According to the National Conference of State Legislatures, there are currently over one hundred federally recognized native groups or tribes in California including those that spread to several states.[60] Federal recognition officially grants the Indian tribes access to services and funding from the Bureau of Indian Affairs, and Federal and State funding for Tribal TANF/CalWORKs programs.
Recognition as genocide (2019)
The California genocide was not acknowledged as a genocide by non-native people for over a century in California.[61] In the 2010s, denial among politicians, academics, historians, and institutions such as public schools was commonplace. This has been credited to a lingering unwillingness of settler descendants who are "beneficiaries of genocidal policies (similar to throughout the United States generally)."[62] This meant that the genocide was largely dismissed, distorted, and denied,[62] sometimes through trivialization or even humor to create a self-positive image of settlers.[61]

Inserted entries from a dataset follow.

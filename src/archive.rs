//! Archive listing pagination.
//!
//! The archive endpoint exposes no total count, so the only reliable end of
//! collection signal is a page that comes back empty or shorter than the
//! window that was asked for. [`is_last_page`] encodes that rule; the
//! orchestrator owns the cursor.

use crate::client::ArchiveClient;
use crate::error::ScrapeError;
use crate::models::PostSummary;
use tracing::{debug, info, instrument};

/// API path of the paged archive listing.
pub const ARCHIVE_PATH: &str = "/api/v1/archive";

/// Fetch one window of the archive, newest first.
///
/// # Errors
///
/// Returns [`ScrapeError::Transport`] on network failure, non-success
/// status, or a body that is not a JSON array of summaries. Callers that
/// want the historical "empty page on failure" behavior should log the error
/// and treat it as an empty page.
#[instrument(level = "info", skip(client))]
pub async fn list_page(
    client: &ArchiveClient,
    limit: usize,
    offset: usize,
) -> Result<Vec<PostSummary>, ScrapeError> {
    let params = [
        ("sort", "new".to_string()),
        ("search", String::new()),
        ("offset", offset.to_string()),
        ("limit", limit.to_string()),
    ];
    let page: Vec<PostSummary> = client.get_json(ARCHIVE_PATH, &params).await?;
    info!(returned = page.len(), "Fetched archive page");
    debug!(slugs = ?page.iter().filter_map(|s| s.slug.as_deref()).collect::<Vec<_>>(), "Archive page slugs");
    Ok(page)
}

/// True when a page of `returned` items ends the collection for a request of
/// `requested` items.
pub fn is_last_page(requested: usize, returned: usize) -> bool {
    returned == 0 || returned < requested
}

#[cfg(test)]
mod tests {
    use super::*;
    use wiremock::matchers::{method, path, query_param};
    use wiremock::{Mock, MockServer, ResponseTemplate};

    #[test]
    fn test_is_last_page() {
        assert!(is_last_page(12, 0));
        assert!(is_last_page(12, 2));
        assert!(is_last_page(5, 4));
        assert!(!is_last_page(12, 12));
        // A server that ignores the limit and returns more is not the end.
        assert!(!is_last_page(3, 5));
    }

    #[tokio::test]
    async fn test_list_page_sends_window() {
        let server = MockServer::start().await;
        Mock::given(method("GET"))
            .and(path(ARCHIVE_PATH))
            .and(query_param("sort", "new"))
            .and(query_param("search", ""))
            .and(query_param("offset", "24"))
            .and(query_param("limit", "12"))
            .respond_with(ResponseTemplate::new(200).set_body_json(serde_json::json!([
                {"slug": "first", "type": "newsletter"},
                {"slug": "second", "type": "podcast", "podcast_url": "https://cdn/ep.mp3"}
            ])))
            .expect(1)
            .mount(&server)
            .await;

        let client = ArchiveClient::new(&server.uri(), None).unwrap();
        let page = list_page(&client, 12, 24).await.unwrap();
        assert_eq!(page.len(), 2);
        assert_eq!(page[0].slug.as_deref(), Some("first"));
        assert!(page[1].is_podcast());
    }

    #[tokio::test]
    async fn test_list_page_server_error() {
        let server = MockServer::start().await;
        Mock::given(method("GET"))
            .and(path(ARCHIVE_PATH))
            .respond_with(ResponseTemplate::new(503))
            .mount(&server)
            .await;

        let client = ArchiveClient::new(&server.uri(), None).unwrap();
        let err = list_page(&client, 12, 0).await.unwrap_err();
        assert!(err.is_transport());
    }

    #[tokio::test]
    async fn test_list_page_rejects_non_array() {
        let server = MockServer::start().await;
        Mock::given(method("GET"))
            .and(path(ARCHIVE_PATH))
            .respond_with(ResponseTemplate::new(200).set_body_json(serde_json::json!({"error": "nope"})))
            .mount(&server)
            .await;

        let client = ArchiveClient::new(&server.uri(), None).unwrap();
        assert!(list_page(&client, 12, 0).await.is_err());
    }
}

In 2019, 40th governor of California, Gavin Newsom signed an executive order formally apologizing to native people and for the formation of a Truth and Healing Council that would be "aimed at reporting on the historical relationships between the state and its Indigenous people."[63] Of this history, Newsom stated: "Genocide. No other way to describe it, and that’s the way it needs to be described in the history books."[64] This was a significant event in reducing the dismissal of the California genocide.[63]
Language reawakening
After a long decline of Indigenous language speakers as a result of violent punitive measures for speaking Indigenous languages at Indian boarding schools and other forms of cultural genocide, some Indigenous languages are being reawakened. Indigenous language revitalization in California has gained momentum among several tribes. There are some obstacles that remain, such as intergenerational trauma, funding, lack of access to records, and conversational regularity.[12][65] Some languages with the most success are Chumash, Kumeyaay, Tolowa Dee-ni', Yurok, and Hoopa.[12]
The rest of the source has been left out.